Getting fiscal policy into such a medium-term mining boom framework requires a more disciplined approach to the $320bn (or one-quarter of the economy) that Canberra is budgeted to extract this year and the $360bn it has planned to spend. The Treasurer might think about how being "Keynesian on the upside" to make room for a mining boom squares with $40bn or so of broadband infrastructure that has not been through a proper cost-benefit analysis. The National Broadband Network should be rethought to get value for money and relieve inflationary pressures it will inevitably exacerbate.
No need to rush pokies reform
GAMBLING is often joked about as a national obsession that is capable of seeing us bet on two flies crawling up a wall or turning an official blind eye to Diggers playing two-up on Anzac Day.
While we must not let the wowsers destroy this sense of fun, The Weekend Australian believes the nation cannot ignore the terrible toll that problem gambling exacts.
When the fun turns to addiction and people punt beyond their means, families are torn apart, lives are ruined and sometimes it even ends in suicide. The evidence suggests gaming machines are particularly addictive; they are certainly all-pervasive.
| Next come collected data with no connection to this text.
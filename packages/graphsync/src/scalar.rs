//! Scalar leaf values shared by the encoder and the mirror graph
//!
//! On the wire every scalar is plain JSON: dates travel as `YYYY-MM-DD`
//! strings and timestamps as RFC 3339 strings. The receiving side recovers
//! the richer type from the column declaration (see [`ColumnType`]).

use std::fmt;

use chrono::{DateTime, NaiveDate, Utc};
use serde::{Deserialize, Deserializer, Serialize, Serializer};
use serde_json::Value as Json;

/// A leaf value: attribute contents, ids, counts, aggregate parts
#[derive(Clone, Debug, PartialEq, Default)]
pub enum Scalar {
    #[default]
    Nil,
    Bool(bool),
    Int(i64),
    Float(f64),
    Str(String),
    Date(NaiveDate),
    Time(DateTime<Utc>),
    /// Plain sequence (id lists, aggregate decompositions)
    List(Vec<Scalar>),
}

impl Scalar {
    pub fn is_nil(&self) -> bool {
        matches!(self, Scalar::Nil)
    }

    pub fn as_i64(&self) -> Option<i64> {
        match self {
            Scalar::Int(i) => Some(*i),
            Scalar::Float(f) if f.fract() == 0.0 => Some(*f as i64),
            Scalar::Str(s) => s.parse().ok(),
            _ => None,
        }
    }

    pub fn as_str(&self) -> Option<&str> {
        match self {
            Scalar::Str(s) => Some(s),
            _ => None,
        }
    }

    /// Key form of an id: `12` for integers, the raw text for string ids.
    ///
    /// Used both for collection-level tree keys and for the mirror's id index.
    pub fn key_string(&self) -> String {
        match self {
            Scalar::Str(s) => s.clone(),
            other => other.to_json().to_string(),
        }
    }

    /// Convert to the JSON wire representation
    pub fn to_json(&self) -> Json {
        match self {
            Scalar::Nil => Json::Null,
            Scalar::Bool(b) => Json::Bool(*b),
            Scalar::Int(i) => Json::from(*i),
            Scalar::Float(f) => serde_json::Number::from_f64(*f)
                .map(Json::Number)
                .unwrap_or(Json::Null),
            Scalar::Str(s) => Json::String(s.clone()),
            Scalar::Date(d) => Json::String(d.format("%Y-%m-%d").to_string()),
            Scalar::Time(t) => Json::String(t.to_rfc3339()),
            Scalar::List(items) => Json::Array(items.iter().map(Scalar::to_json).collect()),
        }
    }

    /// Parse a wire value. Strings stay strings; use [`Scalar::coerce`] to
    /// recover dates and timestamps.
    pub fn from_json(value: &Json) -> Scalar {
        match value {
            Json::Null => Scalar::Nil,
            Json::Bool(b) => Scalar::Bool(*b),
            Json::Number(n) => {
                if let Some(i) = n.as_i64() {
                    Scalar::Int(i)
                } else {
                    Scalar::Float(n.as_f64().unwrap_or_default())
                }
            }
            Json::String(s) => Scalar::Str(s.clone()),
            Json::Array(items) => Scalar::List(items.iter().map(Scalar::from_json).collect()),
            Json::Object(_) => Scalar::Str(value.to_string()),
        }
    }

    /// Convert a wire scalar into the declared column type.
    ///
    /// Values that cannot be converted are returned unchanged.
    pub fn coerce(self, column: ColumnType) -> Scalar {
        match (column, self) {
            (_, Scalar::Nil) => Scalar::Nil,
            (ColumnType::Date, Scalar::Str(s)) => match NaiveDate::parse_from_str(&s, "%Y-%m-%d") {
                Ok(d) => Scalar::Date(d),
                Err(_) => Scalar::Str(s),
            },
            (ColumnType::Datetime, Scalar::Str(s)) => match DateTime::parse_from_rfc3339(&s) {
                Ok(t) => Scalar::Time(t.with_timezone(&Utc)),
                Err(_) => Scalar::Str(s),
            },
            (ColumnType::Float, Scalar::Int(i)) => Scalar::Float(i as f64),
            (ColumnType::Float, Scalar::Str(s)) => match s.parse::<f64>() {
                Ok(f) => Scalar::Float(f),
                Err(_) => Scalar::Str(s),
            },
            (ColumnType::Integer, Scalar::Str(s)) => match s.parse::<i64>() {
                Ok(i) => Scalar::Int(i),
                Err(_) => Scalar::Str(s),
            },
            (ColumnType::Boolean, Scalar::Int(i)) => Scalar::Bool(i != 0),
            (ColumnType::String, Scalar::Int(i)) => Scalar::Str(i.to_string()),
            (_, other) => other,
        }
    }
}

impl fmt::Display for Scalar {
    fn fmt(&self, f: &mut fmt::Formatter<'_>) -> fmt::Result {
        match self {
            Scalar::Nil => write!(f, "nil"),
            Scalar::Str(s) => write!(f, "{}", s),
            other => write!(f, "{}", other.to_json()),
        }
    }
}

impl From<&str> for Scalar {
    fn from(s: &str) -> Self {
        Scalar::Str(s.to_string())
    }
}

impl From<String> for Scalar {
    fn from(s: String) -> Self {
        Scalar::Str(s)
    }
}

impl From<i64> for Scalar {
    fn from(i: i64) -> Self {
        Scalar::Int(i)
    }
}

impl From<f64> for Scalar {
    fn from(f: f64) -> Self {
        Scalar::Float(f)
    }
}

impl From<bool> for Scalar {
    fn from(b: bool) -> Self {
        Scalar::Bool(b)
    }
}

impl Serialize for Scalar {
    fn serialize<S: Serializer>(&self, serializer: S) -> std::result::Result<S::Ok, S::Error> {
        self.to_json().serialize(serializer)
    }
}

impl<'de> Deserialize<'de> for Scalar {
    fn deserialize<D: Deserializer<'de>>(deserializer: D) -> std::result::Result<Self, D::Error> {
        Json::deserialize(deserializer).map(|v| Scalar::from_json(&v))
    }
}

/// Declared type of a stored column
#[derive(Debug, Clone, Copy, PartialEq, Eq, Serialize, Deserialize)]
#[serde(rename_all = "lowercase")]
pub enum ColumnType {
    String,
    Integer,
    Float,
    Boolean,
    Date,
    Datetime,
    Json,
}

#[cfg(test)]
mod scalar_tests {
    use super::*;
    use serde_json::json;

    #[test]
    fn test_json_numbers_keep_kind() {
        assert_eq!(Scalar::from_json(&json!(3)), Scalar::Int(3));
        assert_eq!(Scalar::from_json(&json!(2.5)), Scalar::Float(2.5));
        assert_eq!(Scalar::Float(2.0).to_json(), json!(2.0));
    }

    #[test]
    fn test_date_coercion() {
        let d = NaiveDate::from_ymd_opt(2024, 2, 29).unwrap();
        let wire = Scalar::Date(d).to_json();
        assert_eq!(wire, json!("2024-02-29"));
        assert_eq!(Scalar::from_json(&wire).coerce(ColumnType::Date), Scalar::Date(d));
    }

    #[test]
    fn test_timestamp_coercion() {
        let t = DateTime::parse_from_rfc3339("2023-05-01T10:20:30Z")
            .unwrap()
            .with_timezone(&Utc);
        let wire = Scalar::Time(t).to_json();
        assert_eq!(Scalar::from_json(&wire).coerce(ColumnType::Datetime), Scalar::Time(t));
    }

    #[test]
    fn test_coerce_leaves_garbage_alone() {
        let s = Scalar::Str("not a date".to_string());
        assert_eq!(s.clone().coerce(ColumnType::Date), s);
        assert_eq!(Scalar::Nil.coerce(ColumnType::Integer), Scalar::Nil);
    }

    #[test]
    fn test_key_string() {
        assert_eq!(Scalar::Int(12).key_string(), "12");
        assert_eq!(Scalar::Str("abc".into()).key_string(), "abc");
    }
}
//! Batch configuration
//!
//! Loaded from a JSON file; CLI flags override individual fields.

use std::path::Path;

use serde::{Deserialize, Serialize};

use crate::error::{Result, SyncError};

#[derive(Debug, Clone, Default, Serialize, Deserialize)]
pub struct SyncConfig {
    /// Models allowed as vector roots. Empty denies every root.
    #[serde(default)]
    pub regulated_models: Vec<String>,

    /// Log every vector of a batch at debug level
    #[serde(default)]
    pub log_vectors: bool,
}

impl SyncConfig {
    pub fn from_file(path: &Path) -> Result<Self> {
        let text = std::fs::read_to_string(path)?;
        let config: SyncConfig = serde_json::from_str(&text)
            .map_err(|e| SyncError::Config(format!("{}: {}", path.display(), e)))?;
        Ok(config)
    }

    pub fn with_models<I, S>(models: I) -> Self
    where
        I: IntoIterator<Item = S>,
        S: Into<String>,
    {
        SyncConfig {
            regulated_models: models.into_iter().map(Into::into).collect(),
            log_vectors: false,
        }
    }

    pub fn is_regulated(&self, model: &str) -> bool {
        self.regulated_models.iter().any(|m| m == model)
    }
}

#[cfg(test)]
mod config_tests {
    use super::*;
    use std::io::Write;
    use tempfile::NamedTempFile;

    #[test]
    fn test_from_file() {
        let mut file = NamedTempFile::new().unwrap();
        write!(file, r#"{{"regulated_models": ["Todo"], "log_vectors": true}}"#).unwrap();

        let config = SyncConfig::from_file(file.path()).unwrap();
        assert!(config.is_regulated("Todo"));
        assert!(!config.is_regulated("User"));
        assert!(config.log_vectors);
    }

    #[test]
    fn test_bad_file_is_config_error() {
        let mut file = NamedTempFile::new().unwrap();
        write!(file, "not json").unwrap();
        assert!(matches!(SyncConfig::from_file(file.path()), Err(SyncError::Config(_))));
    }

    #[test]
    fn test_empty_denies_all() {
        assert!(!SyncConfig::default().is_regulated("Todo"));
    }
}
The Productivity Commission has found 40 per cent of gaming machine revenue comes from problem gamblers.
Against this background, it makes sense for a federal parliamentary joint select committee to inquire into gambling. But as Chris Kenny writes in today's Inquirer, the difficulty is that the committee is following a pre-ordained path under an artificial 2012 deadline, imposed by independent MP Andrew Wilkie as a pre-condition for supporting the Gillard government.
Mr Wilkie and South Australian senator Nick Xenophon are to be applauded for their dedication to the cause, but the hospitality industry is right to be concerned about the way this agenda is being pursued. And the states, which control gambling, are not surprisingly defending their authority (and their revenue). Rushed, costly and heavy-handed implementation of a compulsory pre-commitment scheme could infringe the individual rights of many Australians. It could also damage the viability of the pubs and clubs that provide extensive social networks, entertainment, employment and services for their communities.
Central to this debate is the comprehensive report delivered by the commission last year. It maps out a range of measures, including trial pre-commitment schemes, initially on a voluntary basis. This newspaper believes proper consultation and trials, conducted over a sensible period, can eventually lead to a national strategy, as the commission suggests, by 2016.
Clearly, when Mr Wilkie found that the government desperately needed his support after the election, he and Senator Xenophon thought they had hit the jackpot. They should now pause, take a step back and pursue their gambling reform agenda at a more sensible pace and in a more consultative manner.